哪怕是被大伙当成曹爽“自己人”的孙礼,也是一肚子苦水倒不出。
孙礼本来是魏明帝特意留给曹爽的辅政大臣。
结果曹爽嫌这老头啰嗦,一脚把他踢到扬州,后来干脆找个理由让他回家坐了五年冷板凳。
孙礼去并州上任路过洛阳,找司马懿辞行,那眼泪当场就下来了,甩了一句狠话:“我原以为您能像伊尹、姜子牙那样匡扶天下,现在的局面简直让人没法看!”
听听,这话里的意思多露骨:司马懿,你还在磨蹭什么?
赶紧动手清理门户啊!
所以,当高平陵的信号弹一升空,这帮老臣与其说是“被绑架”,不如说是“松了口气”。
当然,这里头心里最拧巴的,还得数司马懿的亲弟弟,司马孚。
司马孚这人挺有意思。
他在曹魏也是元老级的人物,管着财政大权,不光本事大,还总觉得自己是曹魏的“纯臣”。
哪怕后来司马家改朝换代,他到死都咬定自己是魏国的臣子。
可在249年那个十字路口,他没得选。
这不光是政治站队,更是全家老小的脑袋。
作为司马懿的亲弟弟,不管他心里多爱曹魏这个招牌,万一司马懿输了,司马家就是灭门惨案。

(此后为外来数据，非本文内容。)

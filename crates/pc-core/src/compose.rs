//! Stateless rotation queries over one or two reconstruction trees.
//!
//! The four canonical queries combine equivalent (anchor-relative)
//! rotations looked up in already-built trees. "Total" rotations run from
//! present day to a tree's time; "stage" rotations run between the times
//! of two trees sharing an anchor.

use crate::error::{CircuitError, Result};
use crate::pole::PlateId;
use crate::quaternion::Quaternion;
use crate::tree::ReconstructionTree;

/// How rotation queries treat a plate with no path to the anchor.
#[derive(Clone, Copy, Debug, Default, PartialEq, Eq)]
pub enum MissingPlatePolicy {
    /// Substitute the identity rotation — the "no known motion" assumption.
    #[default]
    UseIdentity,
    /// Report no result for the whole query.
    NoResult,
}

fn resolve(
    tree: &ReconstructionTree,
    plate: PlateId,
    policy: MissingPlatePolicy,
) -> Option<Quaternion> {
    match tree.get_equivalent_rotation(plate) {
        Some(q) => Some(q),
        None => match policy {
            MissingPlatePolicy::UseIdentity => Some(Quaternion::identity()),
            MissingPlatePolicy::NoResult => None,
        },
    }
}

fn check_anchors(from: &ReconstructionTree, to: &ReconstructionTree) -> Result<()> {
    if from.anchor_plate_id() != to.anchor_plate_id() {
        return Err(CircuitError::AnchorMismatch {
            from_anchor: from.anchor_plate_id(),
            to_anchor: to.anchor_plate_id(),
        });
    }
    Ok(())
}

/// Rotation of `moving` relative to the anchor, present day → the tree's
/// time.
pub fn equivalent_total_rotation(
    tree: &ReconstructionTree,
    moving: PlateId,
    policy: MissingPlatePolicy,
) -> Option<Quaternion> {
    resolve(tree, moving, policy)
}

/// Rotation of `moving` relative to `fixed`, both looked up at the tree's
/// time: `inverse(equiv(fixed)) * equiv(moving)`.
pub fn relative_total_rotation(
    tree: &ReconstructionTree,
    moving: PlateId,
    fixed: PlateId,
    policy: MissingPlatePolicy,
) -> Option<Quaternion> {
    let m = resolve(tree, moving, policy)?;
    let f = resolve(tree, fixed, policy)?;
    Some(f.inverse() * m)
}

/// Rotation carrying `moving` (anchor-relative) from its position at the
/// `from` tree's time to its position at the `to` tree's time:
/// `equiv_to(moving) * inverse(equiv_from(moving))`.
///
/// The two trees must share an anchor plate; mixing anchors is a caller
/// error, not a data condition.
pub fn equivalent_stage_rotation(
    from: &ReconstructionTree,
    to: &ReconstructionTree,
    moving: PlateId,
    policy: MissingPlatePolicy,
) -> Result<Option<Quaternion>> {
    check_anchors(from, to)?;
    let Some(q_to) = resolve(to, moving, policy) else {
        return Ok(None);
    };
    let Some(q_from) = resolve(from, moving, policy) else {
        return Ok(None);
    };
    Ok(Some(q_to * q_from.inverse()))
}

/// Stage rotation of `moving` relative to `fixed` between the two trees'
/// times: the relative-total rotation at `to` composed with the inverse of
/// the relative-total rotation at `from`.
pub fn relative_stage_rotation(
    from: &ReconstructionTree,
    to: &ReconstructionTree,
    moving: PlateId,
    fixed: PlateId,
    policy: MissingPlatePolicy,
) -> Result<Option<Quaternion>> {
    check_anchors(from, to)?;
    let Some(rel_to) = relative_total_rotation(to, moving, fixed, policy) else {
        return Ok(None);
    };
    let Some(rel_from) = relative_total_rotation(from, moving, fixed, policy) else {
        return Ok(None);
    };
    Ok(Some(rel_to * rel_from.inverse()))
}
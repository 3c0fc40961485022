use std::sync::Once;

/// Default filter: the crate's own info output, GPU stack only when it warns.
pub const DEFAULT_FILTER: &str = "info,wgpu_core=warn,wgpu_hal=warn,naga=warn";

/// Logger configuration.
///
/// `env_filter` follows the `env_logger` filter syntax (e.g. "debug",
/// "rgl_engine=trace,wgpu=warn"). When unset, `RUST_LOG` is used, then
/// [`DEFAULT_FILTER`].
#[derive(Debug, Clone)]
pub struct LoggingConfig {
    pub env_filter: Option<String>,
    pub write_style: env_logger::WriteStyle,
}

impl Default for LoggingConfig {
    fn default() -> Self {
        Self {
            env_filter: None,
            write_style: env_logger::WriteStyle::Auto,
        }
    }
}

impl LoggingConfig {
    pub fn with_filter(filter: impl Into<String>) -> Self {
        Self {
            env_filter: Some(filter.into()),
            ..Self::default()
        }
    }

    fn resolve_filter(&self) -> String {
        self.env_filter
            .clone()
            .or_else(|| std::env::var("RUST_LOG").ok())
            .unwrap_or_else(|| DEFAULT_FILTER.to_string())
    }
}

static INIT: Once = Once::new();

/// Initializes the global logger once; later calls are ignored.
pub fn init_logging(config: LoggingConfig) {
    INIT.call_once(|| {
        let filter = config.resolve_filter();
        env_logger::Builder::new()
            .parse_filters(&filter)
            .write_style(config.write_style)
            .init();

        log::debug!("logging initialized ({filter})");
    });
}

#[cfg(test)]
mod tests {
    use super::*;

    #[test]
    fn explicit_filter_wins() {
        let config = LoggingConfig::with_filter("rgl_engine=trace");
        assert_eq!(config.resolve_filter(), "rgl_engine=trace");
    }

    #[test]
    fn init_is_idempotent() {
        init_logging(LoggingConfig::with_filter("warn"));
        init_logging(LoggingConfig::default());
    }
}
//! Logger setup over the `log` facade with an `env_logger` backend.

mod init;

pub use init::{init_logging, LoggingConfig, DEFAULT_FILTER};
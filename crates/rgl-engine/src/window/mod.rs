//! Window and event loop.
//!
//! Owns the `winit` event loop and the demo window, and wires the window to
//! its [`Gpu`](crate::device::Gpu).

mod runtime;

pub use runtime::{Runtime, RuntimeConfig, RuntimeCtx};
//! Binding and uniform reflection over a validated naga module.
//!
//! Only globals an entry point actually touches are reported, so a program's
//! tables never ask for resources its stages ignore.

use naga::valid::ModuleInfo;
use naga::{AddressSpace, Binding, ImageClass, Module, StorageAccess, TypeInner};

use super::uniform::{UniformKind, UniformSlot};

#[derive(Debug, Copy, Clone, Eq, PartialEq)]
pub enum BindingKind {
    /// Uniform block of `size` bytes.
    Uniform { size: u64 },
    /// Storage buffer; a runtime-sized array counts as one element toward
    /// `min_size`.
    StorageBuffer { read_only: bool, min_size: u64 },
    /// Storage texture (an image unit).
    StorageImage,
    /// Sampled texture (a texture unit).
    Texture,
    Sampler,
}

#[derive(Debug, Clone, Eq, PartialEq)]
pub struct ReflectedBinding {
    pub group: u32,
    pub binding: u32,
    pub name: String,
    pub kind: BindingKind,
}

#[derive(Debug, Clone, Default, PartialEq)]
pub struct Reflection {
    pub bindings: Vec<ReflectedBinding>,
    pub uniforms: Vec<(String, UniformSlot)>,
    /// Locations of `@location` inputs of a vertex entry point.
    pub vertex_inputs: Vec<u32>,
    /// `@workgroup_size` of a compute entry point, zeros otherwise.
    pub workgroup_size: [u32; 3],
}

impl Reflection {
    pub fn binding(&self, group: u32, binding: u32) -> Option<&ReflectedBinding> {
        self.bindings
            .iter()
            .find(|b| b.group == group && b.binding == binding)
    }

    pub fn uniform(&self, name: &str) -> Option<UniformSlot> {
        self.uniforms
            .iter()
            .find(|(n, _)| n == name)
            .map(|(_, slot)| *slot)
    }
}

/// Reflects entry point `entry_index` of `module`.
pub fn reflect(module: &Module, info: &ModuleInfo, entry_index: usize) -> Reflection {
    let usage = info.get_entry_point(entry_index);
    let entry = &module.entry_points[entry_index];
    let mut out = Reflection {
        workgroup_size: entry.workgroup_size,
        ..Default::default()
    };

    for (handle, var) in module.global_variables.iter() {
        let Some(res) = var.binding.as_ref() else {
            continue;
        };
        if usage[handle].is_empty() {
            continue;
        }

        let inner = &module.types[var.ty].inner;
        let kind = match var.space {
            AddressSpace::Uniform => BindingKind::Uniform {
                size: inner.size(module.to_ctx()) as u64,
            },
            AddressSpace::Storage { access } => BindingKind::StorageBuffer {
                read_only: !access.contains(StorageAccess::STORE),
                min_size: inner.size(module.to_ctx()) as u64,
            },
            AddressSpace::Handle => match inner {
                TypeInner::Image {
                    class: ImageClass::Storage { .. },
                    ..
                } => BindingKind::StorageImage,
                TypeInner::Image { .. } => BindingKind::Texture,
                TypeInner::Sampler { .. } => BindingKind::Sampler,
                _ => continue,
            },
            _ => continue,
        };

        let name = var.name.clone().unwrap_or_default();
        if matches!(kind, BindingKind::Uniform { .. }) {
            collect_uniforms(module, &name, inner, res.group, res.binding, &mut out.uniforms);
        }

        out.bindings.push(ReflectedBinding {
            group: res.group,
            binding: res.binding,
            name,
            kind,
        });
    }
    out.bindings.sort_by_key(|b| (b.group, b.binding));

    for arg in &entry.function.arguments {
        match &arg.binding {
            Some(Binding::Location { location, .. }) => out.vertex_inputs.push(*location),
            Some(Binding::BuiltIn(_)) => {}
            None => {
                if let TypeInner::Struct { members, .. } = &module.types[arg.ty].inner {
                    out.vertex_inputs
                        .extend(members.iter().filter_map(|m| match m.binding {
                            Some(Binding::Location { location, .. }) => Some(location),
                            _ => None,
                        }));
                }
            }
        }
    }
    if entry.stage != naga::ShaderStage::Vertex {
        out.vertex_inputs.clear();
    }
    out.vertex_inputs.sort_unstable();

    out
}

/// Struct blocks contribute one slot per member; a bare `var<uniform>` of a
/// settable type is addressed by the variable's own name.
fn collect_uniforms(
    module: &Module,
    var_name: &str,
    inner: &TypeInner,
    group: u32,
    binding: u32,
    out: &mut Vec<(String, UniformSlot)>,
) {
    match inner {
        TypeInner::Struct { members, .. } => {
            for member in members {
                let Some(name) = member.name.as_deref() else {
                    continue;
                };
                match UniformKind::from_naga(&module.types[member.ty].inner) {
                    Some(kind) => out.push((
                        name.to_owned(),
                        UniformSlot {
                            group,
                            binding,
                            offset: member.offset,
                            kind,
                        },
                    )),
                    None => log::debug!("uniform member '{var_name}.{name}' is not host-settable"),
                }
            }
        }
        other => {
            if let Some(kind) = UniformKind::from_naga(other) {
                out.push((
                    var_name.to_owned(),
                    UniformSlot {
                        group,
                        binding,
                        offset: 0,
                        kind,
                    },
                ));
            }
        }
    }
}
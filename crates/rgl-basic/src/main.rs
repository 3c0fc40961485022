mod app;
mod config;
mod scene;

use anyhow::Result;
use clap::Parser;
use rgl_engine::device::GpuInit;
use rgl_engine::logging::{LoggingConfig, init_logging};
use rgl_engine::window::{Runtime, RuntimeConfig};
use winit::dpi::LogicalSize;

use crate::app::BasicApp;
use crate::config::{Args, DemoConfig};
use crate::scene::Scene;

const WINDOW_WIDTH: f64 = 800.0;
const WINDOW_HEIGHT: f64 = 600.0;

fn main() -> Result<()> {
    let args = Args::parse();
    init_logging(match &args.log {
        Some(filter) => LoggingConfig::with_filter(filter.clone()),
        None => LoggingConfig::default(),
    });

    let config = DemoConfig::from(args);
    log::debug!("{config:?}");

    let scene = match &config.model {
        Some(path) => Scene::load_gltf(path)?,
        None => Scene::triangle(),
    };
    log::info!("scene: {} triangles", scene.triangle_count());

    let gpu_init = GpuInit {
        present_mode: config.present_mode,
        ..GpuInit::default()
    };
    let window = RuntimeConfig {
        title: "rgl basic".to_string(),
        initial_size: LogicalSize::new(WINDOW_WIDTH, WINDOW_HEIGHT),
    };

    Runtime::run(window, gpu_init, BasicApp::new(config, scene))
}
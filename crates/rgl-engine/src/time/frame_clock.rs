use std::time::{Duration, Instant};

/// Frame timing snapshot.
#[derive(Debug, Copy, Clone)]
pub struct FrameTime {
    /// Seconds since the previous tick, clamped.
    pub dt: f32,

    /// Seconds since the clock was created or reset, unclamped.
    pub elapsed: f32,

    pub now: Instant,

    pub frame_index: u64,
}

/// Per-window frame clock.
///
/// Delta time is clamped so a stall (debugger, minimized window) does not
/// produce a huge step. Elapsed time is wall-clock and drives time-based
/// shader animation.
#[derive(Debug, Clone)]
pub struct FrameClock {
    start: Instant,
    last: Instant,
    frame_index: u64,
    dt_min: Duration,
    dt_max: Duration,
}

impl FrameClock {
    pub fn new() -> Self {
        Self::with_clamps(Duration::from_micros(100), Duration::from_millis(250))
    }

    pub fn with_clamps(dt_min: Duration, dt_max: Duration) -> Self {
        debug_assert!(dt_min <= dt_max);
        let now = Instant::now();
        Self {
            start: now,
            last: now,
            frame_index: 0,
            dt_min,
            dt_max,
        }
    }

    /// Restarts both the delta baseline and elapsed time.
    pub fn reset(&mut self) {
        self.start = Instant::now();
        self.last = self.start;
    }

    pub fn tick(&mut self) -> FrameTime {
        let now = Instant::now();
        let dt = now
            .saturating_duration_since(self.last)
            .clamp(self.dt_min, self.dt_max);
        self.last = now;

        let ft = FrameTime {
            dt: dt.as_secs_f32(),
            elapsed: now.saturating_duration_since(self.start).as_secs_f32(),
            now,
            frame_index: self.frame_index,
        };
        self.frame_index = self.frame_index.wrapping_add(1);
        ft
    }
}

impl Default for FrameClock {
    fn default() -> Self {
        Self::new()
    }
}

#[cfg(test)]
mod tests {
    use super::*;

    #[test]
    fn frame_index_counts_ticks() {
        let mut clock = FrameClock::new();
        assert_eq!(clock.tick().frame_index, 0);
        assert_eq!(clock.tick().frame_index, 1);
    }

    #[test]
    fn dt_is_clamped() {
        let mut clock = FrameClock::with_clamps(Duration::from_millis(5), Duration::from_millis(10));
        let ft = clock.tick();
        assert!(ft.dt >= 0.005 && ft.dt <= 0.010);
    }

    #[test]
    fn elapsed_is_monotonic() {
        let mut clock = FrameClock::new();
        let a = clock.tick().elapsed;
        let b = clock.tick().elapsed;
        assert!(b >= a);
    }
}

于是,平日里低调得不行的司马孚,那天亲自带着家丁,死死堵住了司马门。
这一幕,真叫一个讽刺,也真叫一个现实。
一个标榜自己是曹魏纯臣的人,为了家族活命,亲手帮着哥哥给曹魏挖好了坟坑。
回过头再看高平陵之变,这哪里是司马懿一个人的阴谋诡计?
这分明是一场曹魏“老臣集团”对“权二代集团”的集体大清洗。
从出主意的蒋济,到动手接管的高柔、王观,再到旁边默许的王凌、郭淮,甚至包括在边上推波助澜的孙资、刘放(这俩人常年管机要,正是他们撮合了曹爽和司马懿共事,最后也受不了曹爽的排挤,默许了这场政变)。
这些名字凑一块,几乎把曹魏当时所有的行政、司法、钱袋子、枪杆子里的精英全包圆了。
曹爽以为自己是输给了司马懿养的那群死士,其实他是输给了整个曹魏的“操作系统”。
这帮老臣这会儿还没回过味来,他们为了“维护系统稳定”请出来的这位“周勃”,胃口比他们想的大多了。

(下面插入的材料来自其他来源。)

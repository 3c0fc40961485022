use super::{create_static, element_count, release, BufferError, BufferKind, GpuBuffer};

const LABEL: &str = "rgl index buffer";

/// Immutable `u32` element indices, uploaded once.
///
/// Keeps a host copy so callers can read back what was uploaded without a
/// GPU round trip.
pub struct IndexBuffer {
    buffer: wgpu::Buffer,
    indices: Vec<u32>,
    count: u32,
}

impl IndexBuffer {
    pub fn new(device: &wgpu::Device, indices: &[u32]) -> Result<Self, BufferError> {
        let count = element_count(BufferKind::Index, indices.len())?;
        let buffer = create_static(
            device,
            BufferKind::Index,
            LABEL,
            bytemuck::cast_slice(indices),
            wgpu::BufferUsages::INDEX,
            device.limits().max_buffer_size,
        )?;

        Ok(Self {
            buffer,
            indices: indices.to_vec(),
            count,
        })
    }

    #[inline]
    pub fn indices(&self) -> &[u32] {
        &self.indices
    }

    pub fn to_vec(&self) -> Vec<u32> {
        self.indices.clone()
    }

    #[inline]
    pub fn len(&self) -> usize {
        self.indices.len()
    }

    #[inline]
    pub fn is_empty(&self) -> bool {
        self.indices.is_empty()
    }

    /// Element count as used by draw calls.
    #[inline]
    pub fn count(&self) -> u32 {
        self.count
    }

    #[inline]
    pub const fn format(&self) -> wgpu::IndexFormat {
        wgpu::IndexFormat::Uint32
    }
}

impl GpuBuffer for IndexBuffer {
    fn raw(&self) -> &wgpu::Buffer {
        &self.buffer
    }

    fn kind(&self) -> BufferKind {
        BufferKind::Index
    }

    fn label(&self) -> &str {
        LABEL
    }
}

impl Drop for IndexBuffer {
    fn drop(&mut self) {
        release(&self.buffer, LABEL);
    }
}

#[cfg(test)]
mod tests {
    use std::sync::Arc;

    use super::*;
    use crate::device::HeadlessGpu;

    static_assertions::assert_not_impl_any!(IndexBuffer: Clone, Copy);

    #[test]
    fn empty_indices_rejected() {
        let Some(gpu) = HeadlessGpu::for_test() else {
            return;
        };
        let err = IndexBuffer::new(gpu.device(), &[]).err();
        assert_eq!(
            err,
            Some(BufferError::Empty {
                kind: BufferKind::Index
            })
        );
    }

    #[test]
    fn host_copy_matches_upload() {
        let Some(gpu) = HeadlessGpu::for_test() else {
            return;
        };
        let ib = IndexBuffer::new(gpu.device(), &[0, 1, 2, 2, 1, 3]).unwrap();
        assert_eq!(ib.indices(), &[0, 1, 2, 2, 1, 3]);
        assert_eq!(ib.to_vec(), vec![0, 1, 2, 2, 1, 3]);
        assert_eq!(ib.count(), 6);
        assert_eq!(ib.size(), 24);
        assert_eq!(ib.format(), wgpu::IndexFormat::Uint32);
        assert!(!ib.usage().contains(wgpu::BufferUsages::COPY_DST));
    }

    #[test]
    fn shared_handle_outlives_first_holder() {
        let Some(gpu) = HeadlessGpu::for_test() else {
            return;
        };
        let ib = Arc::new(IndexBuffer::new(gpu.device(), &[0, 1, 2]).unwrap());
        let other = Arc::clone(&ib);
        assert_eq!(Arc::strong_count(&ib), 2);

        drop(ib);
        assert_eq!(Arc::strong_count(&other), 1);
        assert_eq!(other.indices(), &[0, 1, 2]);
    }
}
use std::fmt;

use thiserror::Error;

use crate::geometry::VertexLayout;
use crate::shader::ProgramKind;

/// Binding namespace a shader resource is looked up in.
#[derive(Debug, Copy, Clone, Eq, PartialEq, Hash)]
pub enum ResourceKind {
    Uniform,
    Storage,
    Image,
    Texture,
    Sampler,
}

impl fmt::Display for ResourceKind {
    fn fmt(&self, f: &mut fmt::Formatter<'_>) -> fmt::Result {
        f.write_str(match self {
            ResourceKind::Uniform => "uniform block",
            ResourceKind::Storage => "storage buffer",
            ResourceKind::Image => "image",
            ResourceKind::Texture => "texture",
            ResourceKind::Sampler => "sampler",
        })
    }
}

#[derive(Debug, Clone, Error, Eq, PartialEq)]
pub enum DrawError {
    #[error("no program in use")]
    NoProgram,

    #[error("no vertex array bound")]
    NoVertexArray,

    #[error("a {found:?} program cannot run in a {expected:?} pass")]
    WrongProgramKind {
        expected: ProgramKind,
        found: ProgramKind,
    },

    #[error("no {kind} attached at point {point} (shader variable '{name}')")]
    MissingBinding {
        kind: ResourceKind,
        point: u32,
        name: String,
    },

    #[error("storage buffer at point {point} (shader variable '{name}') holds {size} bytes, the shader needs at least {min}")]
    BindingTooSmall {
        point: u32,
        name: String,
        size: u64,
        min: u64,
    },

    #[error("invalid bind group: {0}")]
    InvalidBindGroup(String),

    #[error("program expects vertex layout {program:?} but the vertex array uses {array:?}")]
    LayoutMismatch {
        program: Option<VertexLayout>,
        array: VertexLayout,
    },

    #[error("dispatch of {workgroups:?} workgroups exceeds the limit of {limit} per dimension")]
    DispatchTooLarge { workgroups: [u32; 3], limit: u32 },
}
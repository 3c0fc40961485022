use std::path::PathBuf;

use clap::Parser;

const DEFAULT_SHADER_DIR: &str = concat!(env!("CARGO_MANIFEST_DIR"), "/shaders");

/// Ray traces a mesh in a compute shader and shows the result on a screen quad.
#[derive(Parser, Debug)]
#[command(name = "rgl-basic", version)]
pub struct Args {
    /// glTF model to trace; a single colored triangle when omitted.
    #[arg(long)]
    pub model: Option<PathBuf>,

    /// Albedo texture (PNG or JPEG); overrides the model's base color texture.
    #[arg(long)]
    pub texture: Option<PathBuf>,

    /// Directory holding vertex.wgsl, fragment.wgsl and compute.wgsl.
    #[arg(long, default_value = DEFAULT_SHADER_DIR)]
    pub shader_dir: PathBuf,

    /// Side of the square output image in texels.
    #[arg(long, default_value_t = 1000)]
    pub texture_size: u32,

    /// Report average FPS every N frames.
    #[arg(long, default_value_t = 500)]
    pub fps_interval: u32,

    /// Exit after this many frames.
    #[arg(long)]
    pub max_frames: Option<u64>,

    /// Wait for vertical blank when presenting.
    #[arg(long)]
    pub vsync: bool,

    /// Log filter, env_logger syntax (e.g. "debug", "rgl_engine=trace").
    #[arg(long)]
    pub log: Option<String>,
}

/// Settings the demo app runs with.
#[derive(Debug, Clone)]
pub struct DemoConfig {
    pub model: Option<PathBuf>,
    pub texture: Option<PathBuf>,
    pub shader_dir: PathBuf,
    pub texture_size: u32,
    pub fps_interval: u32,
    pub max_frames: Option<u64>,
    pub present_mode: wgpu::PresentMode,
}

impl From<Args> for DemoConfig {
    fn from(args: Args) -> Self {
        Self {
            model: args.model,
            texture: args.texture,
            shader_dir: args.shader_dir,
            texture_size: args.texture_size,
            fps_interval: args.fps_interval,
            max_frames: args.max_frames,
            present_mode: if args.vsync {
                wgpu::PresentMode::AutoVsync
            } else {
                wgpu::PresentMode::AutoNoVsync
            },
        }
    }
}

impl DemoConfig {
    pub fn shader(&self, file: &str) -> PathBuf {
        self.shader_dir.join(file)
    }
}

他们以为只是换个总经理,没想到司马懿直接想把董事会给换了。
等蒋济气死、王凌自杀、高柔闭嘴的时候,黄花菜都凉了。
但在249年那个寒冬腊月,这帮老家伙盘着手里的账,得出的结论只有一个:
曹爽必须死,哪怕代价是把魔鬼从瓶子里放出来。